**TASK REQUIREMENTS:** Print the records exactly as given.

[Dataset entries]
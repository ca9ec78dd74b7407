//! Error handling module for the club backend.
//!
//! One error type for the whole stack, mapped to HTTP status codes and a
//! JSON `{message}` body at the response boundary. Failures surface to the
//! caller on the same request; nothing is retried.

use axum::{
    http::StatusCode,
    response::{IntoResponse, Response},
    Json,
};
use serde::{Deserialize, Serialize};

/// Application error type.
#[derive(Debug)]
pub enum AppError {
    /// Missing or invalid credentials/token
    Unauthorized(String),
    /// Authenticated but the role lacks the required capability
    Forbidden(String),
    /// Resource not found
    NotFound(String),
    /// Missing or malformed required field
    Validation(String),
    /// Uniqueness violation on membership applications
    Duplicate(String),
    /// Database error
    Database(String),
    /// Media storage error
    Media(String),
    /// Internal server error
    Internal(String),
    /// Bad request
    BadRequest(String),
}

impl AppError {
    /// Get the HTTP status code for this error.
    pub fn status_code(&self) -> StatusCode {
        match self {
            AppError::Unauthorized(_) => StatusCode::UNAUTHORIZED,
            AppError::Forbidden(_) => StatusCode::FORBIDDEN,
            AppError::NotFound(_) => StatusCode::NOT_FOUND,
            AppError::Validation(_) => StatusCode::BAD_REQUEST,
            AppError::Duplicate(_) => StatusCode::BAD_REQUEST,
            AppError::Database(_) => StatusCode::INTERNAL_SERVER_ERROR,
            AppError::Media(_) => StatusCode::INTERNAL_SERVER_ERROR,
            AppError::Internal(_) => StatusCode::INTERNAL_SERVER_ERROR,
            AppError::BadRequest(_) => StatusCode::BAD_REQUEST,
        }
    }

    /// Get the client-facing error message. Internal failures are reduced
    /// to a generic message; details stay in the logs.
    pub fn message(&self) -> String {
        match self {
            AppError::Unauthorized(msg)
            | AppError::Forbidden(msg)
            | AppError::NotFound(msg)
            | AppError::Validation(msg)
            | AppError::Duplicate(msg)
            | AppError::BadRequest(msg) => msg.clone(),
            AppError::Database(_) => "Database error".to_string(),
            AppError::Media(_) => "Media storage error".to_string(),
            AppError::Internal(_) => "Internal server error".to_string(),
        }
    }
}

impl std::fmt::Display for AppError {
    fn fmt(&self, f: &mut std::fmt::Formatter<'_>) -> std::fmt::Result {
        match self {
            AppError::Unauthorized(msg) => write!(f, "unauthorized: {}", msg),
            AppError::Forbidden(msg) => write!(f, "forbidden: {}", msg),
            AppError::NotFound(msg) => write!(f, "not found: {}", msg),
            AppError::Validation(msg) => write!(f, "validation: {}", msg),
            AppError::Duplicate(msg) => write!(f, "duplicate: {}", msg),
            AppError::Database(msg) => write!(f, "database: {}", msg),
            AppError::Media(msg) => write!(f, "media: {}", msg),
            AppError::Internal(msg) => write!(f, "internal: {}", msg),
            AppError::BadRequest(msg) => write!(f, "bad request: {}", msg),
        }
    }
}

impl std::error::Error for AppError {}

impl From<sqlx::Error> for AppError {
    fn from(err: sqlx::Error) -> Self {
        tracing::error!("Database error: {:?}", err);
        AppError::Database(err.to_string())
    }
}

impl From<reqwest::Error> for AppError {
    fn from(err: reqwest::Error) -> Self {
        tracing::error!("Media storage request error: {:?}", err);
        AppError::Media(err.to_string())
    }
}

/// Error response body.
#[derive(Debug, Serialize, Deserialize)]
pub struct ErrorResponse {
    pub message: String,
}

impl IntoResponse for AppError {
    fn into_response(self) -> Response {
        let status = self.status_code();
        let body = ErrorResponse {
            message: self.message(),
        };
        (status, Json(body)).into_response()
    }
}
//! Integration tests for the club backend.

use std::sync::Arc;

use reqwest::Client;
use serde_json::{json, Value};
use tempfile::TempDir;

use crate::auth;
use crate::config::Config;
use crate::db::{init_database, Repository};
use crate::models::AdminUser;
use crate::{create_router, AppState};

const ADMIN_EMAIL: &str = "admin@club.test";
const ADMIN_PASSWORD: &str = "club-admin-pw";
const JWT_SECRET: &str = "test-secret";

/// Test fixture for integration tests.
struct TestFixture {
    client: Client,
    base_url: String,
    admin_token: String,
    _temp_dir: TempDir,
}

impl TestFixture {
    async fn new() -> Self {
        let temp_dir = TempDir::new().expect("Failed to create temp dir");
        let db_path = temp_dir.path().join("test.sqlite");

        // Initialize database and seed the admin account
        let pool = init_database(&db_path).await.expect("Failed to init DB");
        let repo = Arc::new(Repository::new(pool));

        let hash = auth::hash_password(ADMIN_PASSWORD).expect("Failed to hash password");
        repo.upsert_admin("Site Admin", ADMIN_EMAIL, &hash)
            .await
            .expect("Failed to seed admin");

        // Create config
        let config = Config {
            db_path,
            bind_addr: "127.0.0.1:0".parse().unwrap(),
            log_level: "warn".to_string(),
            jwt_secret: Some(JWT_SECRET.to_string()),
            token_ttl_hours: 1,
            admin_email: None,
            admin_password: None,
            media: None,
        };

        let state = AppState {
            repo,
            media: None,
            config: Arc::new(config),
            jwt_secret: JWT_SECRET.to_string(),
        };

        let app = create_router(state);

        // Bind to random port
        let listener = tokio::net::TcpListener::bind("127.0.0.1:0")
            .await
            .expect("Failed to bind");
        let addr = listener.local_addr().expect("Failed to get addr");
        let base_url = format!("http://{}", addr);

        // Spawn server
        tokio::spawn(async move {
            axum::serve(listener, app).await.unwrap();
        });

        // Wait for server to start
        tokio::time::sleep(tokio::time::Duration::from_millis(100)).await;

        let client = Client::new();

        // Log in for the admin token
        let resp = client
            .post(format!("{}/api/auth/login", base_url))
            .json(&json!({ "email": ADMIN_EMAIL, "password": ADMIN_PASSWORD }))
            .send()
            .await
            .unwrap();
        assert_eq!(resp.status(), 200);
        let body: Value = resp.json().await.unwrap();
        let admin_token = body["token"].as_str().unwrap().to_string();

        TestFixture {
            client,
            base_url,
            admin_token,
            _temp_dir: temp_dir,
        }
    }

    fn url(&self, path: &str) -> String {
        format!("{}{}", self.base_url, path)
    }

    fn bearer(&self) -> String {
        format!("Bearer {}", self.admin_token)
    }

    /// Create an event through the API and return its JSON body.
    async fn create_event(&self, title: &str, date: &str) -> Value {
        let form = reqwest::multipart::Form::new()
            .text("title", title.to_string())
            .text("description", "An event for testing".to_string())
            .text("date", date.to_string())
            .text("venue", "Main Hall".to_string());

        let resp = self
            .client
            .post(self.url("/api/events"))
            .header("Authorization", self.bearer())
            .multipart(form)
            .send()
            .await
            .unwrap();

        assert_eq!(resp.status(), 201);
        resp.json().await.unwrap()
    }

    /// Submit a membership application and return the response.
    async fn submit_application(
        &self,
        name: &str,
        email: &str,
        student_id: &str,
    ) -> reqwest::Response {
        self.client
            .post(self.url("/api/applications"))
            .json(&json!({
                "name": name,
                "email": email,
                "studentId": student_id,
                "department": "CS",
                "year": "First Year",
                "skills": "Arduino"
            }))
            .send()
            .await
            .unwrap()
    }
}

#[tokio::test]
async fn test_health_check() {
    let fixture = TestFixture::new().await;

    let resp = fixture
        .client
        .get(fixture.url("/health"))
        .send()
        .await
        .unwrap();
    assert_eq!(resp.status(), 200);
    assert_eq!(resp.text().await.unwrap(), "OK");
}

**OUTPUT BELOW:**
repository ca9ec78dd74b7407
//! Error handling module for the club backend.
//!
//! One error type for the whole stack, mapped to HTTP status codes and a
//! JSON `{message}` body at the response boundary. Failures surface to the
//! caller on the same request; nothing is retried.

use axum::{
    http::StatusCode,
    response::{IntoResponse, Response},
    Json,
};
use serde::{Deserialize, Serialize};

/// Application error type.
#[derive(Debug)]
pub enum AppError {
    /// Missing or invalid credentials/token
    Unauthorized(String),
    /// Authenticated but the role lacks the required capability
    Forbidden(String),
    /// Resource not found
    NotFound(String),
    /// Missing or malformed required field
    Validation(String),
    /// Uniqueness violation on membership applications
    Duplicate(String),
    /// Database error
    Database(String),
    /// Media storage error
    Media(String),
    /// Internal server error
    Internal(String),
    /// Bad request
    BadRequest(String),
}

impl AppError {
    /// Get the HTTP status code for this error.
    pub fn status_code(&self) -> StatusCode {
        match self {
            AppError::Unauthorized(_) => StatusCode::UNAUTHORIZED,
            AppError::Forbidden(_) => StatusCode::FORBIDDEN,
            AppError::NotFound(_) => StatusCode::NOT_FOUND,
            AppError::Validation(_) => StatusCode::BAD_REQUEST,
            AppError::Duplicate(_) => StatusCode::BAD_REQUEST,
            AppError::Database(_) => StatusCode::INTERNAL_SERVER_ERROR,
            AppError::Media(_) => StatusCode::INTERNAL_SERVER_ERROR,
            AppError::Internal(_) => StatusCode::INTERNAL_SERVER_ERROR,
            AppError::BadRequest(_) => StatusCode::BAD_REQUEST,
        }
    }

    /// Get the client-facing error message. Internal failures are reduced
    /// to a generic message; details stay in the logs.
    pub fn message(&self) -> String {
        match self {
            AppError::Unauthorized(msg)
            | AppError::Forbidden(msg)
            | AppError::NotFound(msg)
            | AppError::Validation(msg)
            | AppError::Duplicate(msg)
            | AppError::BadRequest(msg) => msg.clone(),
            AppError::Database(_) => "Database error".to_string(),
            AppError::Media(_) => "Media storage error".to_string(),
            AppError::Internal(_) => "Internal server error".to_string(),
        }
    }
}

impl std::fmt::Display for AppError {
    fn fmt(&self, f: &mut std::fmt::Formatter<'_>) -> std::fmt::Result {
        match self {
            AppError::Unauthorized(msg) => write!(f, "unauthorized: {}", msg),
            AppError::Forbidden(msg) => write!(f, "forbidden: {}", msg),
            AppError::NotFound(msg) => write!(f, "not found: {}", msg),
            AppError::Validation(msg) => write!(f, "validation: {}", msg),
            AppError::Duplicate(msg) => write!(f, "duplicate: {}", msg),
            AppError::Database(msg) => write!(f, "database: {}", msg),
            AppError::Media(msg) => write!(f, "media: {}", msg),
            AppError::Internal(msg) => write!(f, "internal: {}", msg),
            AppError::BadRequest(msg) => write!(f, "bad request: {}", msg),
        }
    }
}

impl std::error::Error for AppError {}

impl From<sqlx::Error> for AppError {
    fn from(err: sqlx::Error) -> Self {
        tracing::error!("Database error: {:?}", err);
        AppError::Database(err.to_string())
    }
}

impl From<reqwest::Error> for AppError {
    fn from(err: reqwest::Error) -> Self {
        tracing::error!("Media storage request error: {:?}", err);
        AppError::Media(err.to_string())
    }
}

/// Error response body.
#[derive(Debug, Serialize, Deserialize)]
pub struct ErrorResponse {
    pub message: String,
}

impl IntoResponse for AppError {
    fn into_response(self) -> Response {
        let status = self.status_code();
        let body = ErrorResponse {
            message: self.message(),
        };
        (status, Json(body)).into_response()
    }
}
//! Integration tests for the club backend.

use std::sync::Arc;

use reqwest::Client;
use serde_json::{json, Value};
use tempfile::TempDir;

use crate::auth;
use crate::config::Config;
use crate::db::{init_database, Repository};
use crate::models::AdminUser;
use crate::{create_router, AppState};

const ADMIN_EMAIL: &str = "admin@club.test";
const ADMIN_PASSWORD: &str = "club-admin-pw";
const JWT_SECRET: &str = "test-secret";

/// Test fixture for integration tests.
struct TestFixture {
    client: Client,
    base_url: String,
    admin_token: String,
    _temp_dir: TempDir,
}

impl TestFixture {
    async fn new() -> Self {
        let temp_dir = TempDir::new().expect("Failed to create temp dir");
        let db_path = temp_dir.path().join("test.sqlite");

        // Initialize database and seed the admin account
        let pool = init_database(&db_path).await.expect("Failed to init DB");
        let repo = Arc::new(Repository::new(pool));

        let hash = auth::hash_password(ADMIN_PASSWORD).expect("Failed to hash password");
        repo.upsert_admin("Site Admin", ADMIN_EMAIL, &hash)
            .await
            .expect("Failed to seed admin");

        // Create config
        let config = Config {
            db_path,
            bind_addr: "127.0.0.1:0".parse().unwrap(),
            log_level: "warn".to_string(),
            jwt_secret: Some(JWT_SECRET.to_string()),
            token_ttl_hours: 1,
            admin_email: None,
            admin_password: None,
            media: None,
        };

        let state = AppState {
            repo,
            media: None,
            config: Arc::new(config),
            jwt_secret: JWT_SECRET.to_string(),
        };

        let app = create_router(state);

        // Bind to random port
        let listener = tokio::net::TcpListener::bind("127.0.0.1:0")
            .await
            .expect("Failed to bind");
        let addr = listener.local_addr().expect("Failed to get addr");
        let base_url = format!("http://{}", addr);

        // Spawn server
        tokio::spawn(async move {
            axum::serve(listener, app).await.unwrap();
        });

        // Wait for server to start
        tokio::time::sleep(tokio::time::Duration::from_millis(100)).await;

        let client = Client::new();

        // Log in for the admin token
        let resp = client
            .post(format!("{}/api/auth/login", base_url))
            .json(&json!({ "email": ADMIN_EMAIL, "password": ADMIN_PASSWORD }))
            .send()
            .await
            .unwrap();
        assert_eq!(resp.status(), 200);
        let body: Value = resp.json().await.unwrap();
        let admin_token = body["token"].as_str().unwrap().to_string();

        TestFixture {
            client,
            base_url,
            admin_token,
            _temp_dir: temp_dir,
        }
    }

    fn url(&self, path: &str) -> String {
        format!("{}{}", self.base_url, path)
    }

    fn bearer(&self) -> String {
        format!("Bearer {}", self.admin_token)
    }

    /// Create an event through the API and return its JSON body.
    async fn create_event(&self, title: &str, date: &str) -> Value {
        let form = reqwest::multipart::Form::new()
            .text("title", title.to_string())
            .text("description", "An event for testing".to_string())
            .text("date", date.to_string())
            .text("venue", "Main Hall".to_string());

        let resp = self
            .client
            .post(self.url("/api/events"))
            .header("Authorization", self.bearer())
            .multipart(form)
            .send()
            .await
            .unwrap();

        assert_eq!(resp.status(), 201);
        resp.json().await.unwrap()
    }

    /// Submit a membership application and return the response.
    async fn submit_application(
        &self,
        name: &str,
        email: &str,
        student_id: &str,
    ) -> reqwest::Response {
        self.client
            .post(self.url("/api/applications"))
            .json(&json!({
                "name": name,
                "email": email,
                "studentId": student_id,
                "department": "CS",
                "year": "First Year",
                "skills": "Arduino"
            }))
            .send()
            .await
            .unwrap()
    }
}

#[tokio::test]
async fn test_health_check() {
    let fixture = TestFixture::new().await;

    let resp = fixture
        .client
        .get(fixture.url("/health"))
        .send()
        .await
        .unwrap();
    assert_eq!(resp.status(), 200);
    assert_eq!(resp.text().await.unwrap(), "OK");
}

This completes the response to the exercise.